O desfile da Acadêmicos de Niterói, primeira escola a se apresentar na noite deste domingo (16) no Sambódromo da Marquês de Sapucaí, foi precedido por uma série de questionamentos jurídicos e manifestações de órgãos públicos. O enredo, que homenageia a trajetória do presidente Luiz Inácio Lula da Silva (PT), motivou ao menos dez iniciativas judiciais e representações que tentaram impedir a apresentação ou exigir a devolução de recursos públicos repassados à agremiação.
As medidas tramitaram em diferentes frentes, incluindo representações no Ministério Público, no Tribunal de Contas da União (TCU), na Justiça comum e na Justiça Eleitoral. De modo geral, os autores das ações sustentaram que o conteúdo do samba-enredo e elementos previstos para o desfile poderiam configurar propaganda eleitoral antecipada, já que o presidente anunciou pré-candidatura à reeleição.
A legislação eleitoral estabelece que a propaganda de candidatos só é permitida a partir de 16 de agosto do ano eleitoral, conforme dispõe a Lei nº 9.504/1997 (Lei das Eleições).

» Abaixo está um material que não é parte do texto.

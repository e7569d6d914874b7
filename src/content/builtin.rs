//! Built-in enemies, trinkets, affixes and events for the tutorial act.

use crate::abilities::{AbilityDefinition, AbilityTrigger};
use crate::cards::CardTag;
use crate::core::{EnemyRegistry, EnemyTemplate};
use crate::effects::Effect;
use crate::encounters::{EncounterEvent, EventChoice, EventPool, EventType};
use crate::status::StatusKind;
use crate::trinkets::{
    AffixTemplate, StackRule, StatKey, TagRule, TrinketEffectType, TrinketPassive, TrinketRarity, TrinketRegistry,
    TrinketTemplate,
};
use crate::triggers::{GameEventKind, PlayerAction};

#[must_use]
pub fn enemies() -> EnemyRegistry {
    let mut registry = EnemyRegistry::new();

    registry.register(
        EnemyTemplate::new("didact", "The Didact", 50, 5)
            .with_description("A patient instructor of the house's rules.")
            .with_ability(
                AbilityDefinition::new(
                    "The House Remembers",
                    AbilityTrigger::OnEvent(GameEventKind::PlayerBlackjack),
                )
                .with_description("Answers a blackjack with Greed.")
                .with_effect(Effect::apply_status(StatusKind::Greed, 0, 2))
                .with_effect(Effect::message("The house remembers.")),
            )
            .with_ability(
                AbilityDefinition::new(
                    "Second Lesson",
                    AbilityTrigger::HpThreshold { threshold: 0.5 },
                )
                .with_description("Heals once when bloodied.")
                .with_effect(Effect::heal_self(10))
                .once(),
            ),
    );

    registry.register(
        EnemyTemplate::new("daemon", "The Daemon", 120, 15)
            .with_description("It counts every card you touch.")
            .elite()
            .with_ability(
                AbilityDefinition::new(
                    "Irregularity Detected",
                    AbilityTrigger::Counter { event: GameEventKind::CardDrawn, threshold: 5 },
                )
                .with_description("Every fifth card drawn reshuffles the shoe.")
                .with_effect(Effect::ShuffleDeck),
            )
            .with_ability(
                AbilityDefinition::new("Double Jeopardy", AbilityTrigger::OnAction(PlayerAction::Double))
                    .with_description("Doubling down invites Tilt.")
                    .with_effect(Effect::apply_status(StatusKind::Tilt, 0, 2))
                    .with_cooldown(2),
            )
            .with_ability(
                AbilityDefinition::new("Tithe", AbilityTrigger::HpSegment { percent: 25 })
                    .with_description("Drains chips each quarter of its health lost.")
                    .with_effect(Effect::apply_status(StatusKind::ChipDrain, 5, 3)),
            )
            .with_ability(
                AbilityDefinition::new("The Cut", AbilityTrigger::DamageAccumulator { threshold: 40 })
                    .with_description("Rakes a share of the damage it takes.")
                    .with_effect(Effect::apply_status(StatusKind::Rake, 25, 2)),
            ),
    );

    registry
}

#[must_use]
pub fn trinkets() -> TrinketRegistry {
    let mut registry = TrinketRegistry::new();

    registry.register(
        TrinketTemplate::new(
            "lucky_chip",
            "Lucky Chip",
            TrinketRarity::Common,
            TrinketPassive::new(GameEventKind::PlayerWin, TrinketEffectType::AddChipsPercent, 10),
        )
        .with_flavor("Warm to the touch after a win.")
        .with_base_value(40)
        .with_secondary(TrinketPassive::new(
            GameEventKind::PlayerLoss,
            TrinketEffectType::RefundChipsPercent,
            10,
        )),
    );

    registry.register(
        TrinketTemplate::new(
            "loaded_die",
            "Loaded Die",
            TrinketRarity::Common,
            TrinketPassive::new(GameEventKind::PlayerWin, TrinketEffectType::AddChips, 5),
        )
        .with_flavor("Always lands the same way.")
        .with_base_value(30),
    );

    registry.register(
        TrinketTemplate::new(
            "broken_watch",
            "Broken Watch",
            TrinketRarity::Uncommon,
            TrinketPassive::new(GameEventKind::PlayerWin, TrinketEffectType::TrinketStack, 0),
        )
        .with_flavor("Ticks faster every time you win.")
        .with_base_value(60)
        .with_stack(StackRule {
            stat: StatKey::DamagePercent,
            per_stack: 2,
            max: 12,
            reset_to_one: true,
        }),
    );

    registry.register(
        TrinketTemplate::new(
            "streak_counter",
            "Streak Counter",
            TrinketRarity::Uncommon,
            TrinketPassive::new(GameEventKind::PlayerWin, TrinketEffectType::TrinketStack, 0),
        )
        .with_flavor("Resets the moment you stumble.")
        .with_base_value(60)
        .with_secondary(TrinketPassive::new(
            GameEventKind::PlayerLoss,
            TrinketEffectType::TrinketStackReset,
            0,
        ))
        .with_stack(StackRule {
            stat: StatKey::DamageFlat,
            per_stack: 1,
            max: 0,
            reset_to_one: false,
        }),
    );

    registry.register(
        TrinketTemplate::new(
            "warded_charm",
            "Warded Charm",
            TrinketRarity::Uncommon,
            TrinketPassive::new(GameEventKind::CombatStart, TrinketEffectType::BlockDebuff, 1),
        )
        .with_flavor("Shrugs off the first curse of every fight.")
        .with_base_value(70),
    );

    registry.register(
        TrinketTemplate::new(
            "iron_knuckles",
            "Iron Knuckles",
            TrinketRarity::Rare,
            TrinketPassive::new(GameEventKind::PlayerBlackjack, TrinketEffectType::AddDamageFlat, 15),
        )
        .with_flavor("A natural hits harder.")
        .with_base_value(90)
        .with_bet_condition(10),
    );

    registry.register(
        TrinketTemplate::new(
            "cursed_skull",
            "Cursed Skull",
            TrinketRarity::Rare,
            TrinketPassive::new(GameEventKind::CombatStart, TrinketEffectType::AddTagToCards, 0),
        )
        .with_flavor("Its gaze darkens your cards.")
        .with_base_value(100)
        .with_secondary(TrinketPassive::new(
            GameEventKind::CombatStart,
            TrinketEffectType::BuffTagDamage,
            0,
        ))
        .with_tag(TagRule {
            tag: CardTag::Cursed,
            count: 4,
            buff_value: 5,
        }),
    );

    registry.register(
        TrinketTemplate::new(
            "bleeding_heart",
            "Bleeding Heart",
            TrinketRarity::Legendary,
            TrinketPassive::new(GameEventKind::CombatStart, TrinketEffectType::PunishHeal, 2),
        )
        .with_flavor("Every wound it closes, it reopens.")
        .with_base_value(150)
        .with_secondary(TrinketPassive::new(
            GameEventKind::PlayerLoss,
            TrinketEffectType::RefundChipsPercent,
            15,
        )),
    );

    registry.register(
        TrinketTemplate::new(
            "split_ace",
            "Split Ace",
            TrinketRarity::Legendary,
            TrinketPassive::new(GameEventKind::PlayerPush, TrinketEffectType::PushDamagePercent, 100),
        )
        .with_flavor("A tie is still a cut.")
        .with_base_value(150),
    );

    for affix in affixes() {
        registry.register_affix(affix);
    }

    registry
}

fn affixes() -> Vec<AffixTemplate> {
    vec![
        AffixTemplate::new(StatKey::DamagePercent, "Violent", 5, 15)
            .with_description("+{value}% damage")
            .with_weight(10.0),
        AffixTemplate::new(StatKey::DamageFlat, "Heavy", 1, 5)
            .with_description("+{value} damage")
            .with_weight(10.0),
        AffixTemplate::new(StatKey::CritChance, "Keen", 3, 10)
            .with_description("+{value}% crit chance")
            .with_weight(8.0),
        AffixTemplate::new(StatKey::CritBonus, "Savage", 10, 30)
            .with_description("+{value}% crit damage")
            .with_weight(5.0),
        AffixTemplate::new(StatKey::WinBonusPercent, "Greedy", 5, 15)
            .with_description("+{value}% chips won")
            .with_weight(8.0),
        AffixTemplate::new(StatKey::LossRefundPercent, "Insured", 5, 20)
            .with_description("{value}% of lost bets refunded")
            .with_weight(6.0),
        AffixTemplate::new(StatKey::PushDamagePercent, "Stubborn", 10, 30)
            .with_description("Pushes deal {value}% damage")
            .with_weight(4.0),
        AffixTemplate::new(StatKey::FlatChipsOnWin, "Tipped", 1, 5)
            .with_description("+{value} chips per win")
            .with_weight(6.0),
    ]
}

#[must_use]
pub fn events() -> EventPool {
    EventPool::new()
        .with_event(
            EncounterEvent::new("gamblers_bargain", "The Gambler's Bargain", EventType::Choice)
                .with_description("A shadowy figure offers you a deal with a deck of cards.")
                .with_choice(
                    EventChoice::new("Accept the cursed chips", "They feel cold in your hand.")
                        .with_chips(20)
                        .with_sanity(-5)
                        .granting(CardTag::Cursed),
                )
                .with_choice(
                    EventChoice::new("Pay for vampiric power", "One card pulses with crimson light.")
                        .with_chips(-10)
                        .with_sanity(5)
                        .granting(CardTag::Vampiric),
                )
                .with_choice(EventChoice::new("Walk away", "The figure vanishes.")),
            1.0,
        )
        .with_event(
            EncounterEvent::new("rigged_deck", "The Rigged Deck", EventType::Choice)
                .with_description("A dealer's hidden stash of marked cards.")
                .with_choice(
                    EventChoice::new("Cleanse the corruption", "Your deck is pure again.")
                        .with_sanity(-15)
                        .removing(CardTag::Cursed),
                )
                .with_choice(
                    EventChoice::new("Steal the best cards", "Three cards now carry their luck.")
                        .with_chips(-30)
                        .granting(CardTag::Lucky)
                        .granting(CardTag::Lucky)
                        .granting(CardTag::Lucky),
                )
                .with_choice(EventChoice::new("Leave it untouched", "Some mysteries stay unsolved.")),
            1.0,
        )
        .with_event(
            EncounterEvent::new("broken_slot_machine", "The Broken Slot Machine", EventType::Choice)
                .with_description("An ancient slot machine sparks in the corner.")
                .with_choice(
                    EventChoice::new("Try to fix it", "One card glows with violent energy.")
                        .with_chips(-20)
                        .granting(CardTag::Brutal),
                )
                .with_choice(EventChoice::new("Walk past it", "It keeps sparking as you leave.")),
            1.0,
        )
        .with_event(
            EncounterEvent::new("quiet_table", "A Quiet Table", EventType::Rest)
                .with_description("An empty table and a chair that fits you.")
                .with_choice(EventChoice::new("Rest", "Your head clears.").with_sanity(20))
                .with_choice(
                    EventChoice::new("Pocket the tip jar", "Nobody saw. Probably.")
                        .with_chips(15)
                        .with_sanity(-10),
                ),
            0.5,
        )
}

Entre os argumentos apresentados nas ações estão a citação do número do partido e a utilização de um jingle de campanha no refrão do samba. Também houve pedidos para suspender o repasse de verbas públicas à escola ou determinar a devolução dos valores já recebidos. O incentivo mais contestado foi o da Embratur, que destinou R$ 1 milhão a cada escola de samba.
Outras iniciativas buscaram impedir a presença do presidente na Marquês de Sapucaí ou solicitar que a escola evitasse ataques ao ex-presidente Jair Bolsonaro. O Tribunal de Contas da União também foi acionado para apurar eventual uso indevido da máquina pública na organização do desfile.
Decisão do TSE
O caso chegou ao plenário do Tribunal Superior Eleitoral (TSE), que analisou representações apresentadas pelos partidos Novo e Missão. Na última quinta-feira, por unanimidade (7 votos a 0), o tribunal negou a liminar que pedia a proibição do desfile.
A ministra relatora, Stela Aranha, argumentou que uma intervenção naquele momento poderia configurar censura prévia. Ainda assim, o processo segue em tramitação, e ministros ressaltaram que a decisão não representa autorização irrestrita para eventual prática de ilícito eleitoral.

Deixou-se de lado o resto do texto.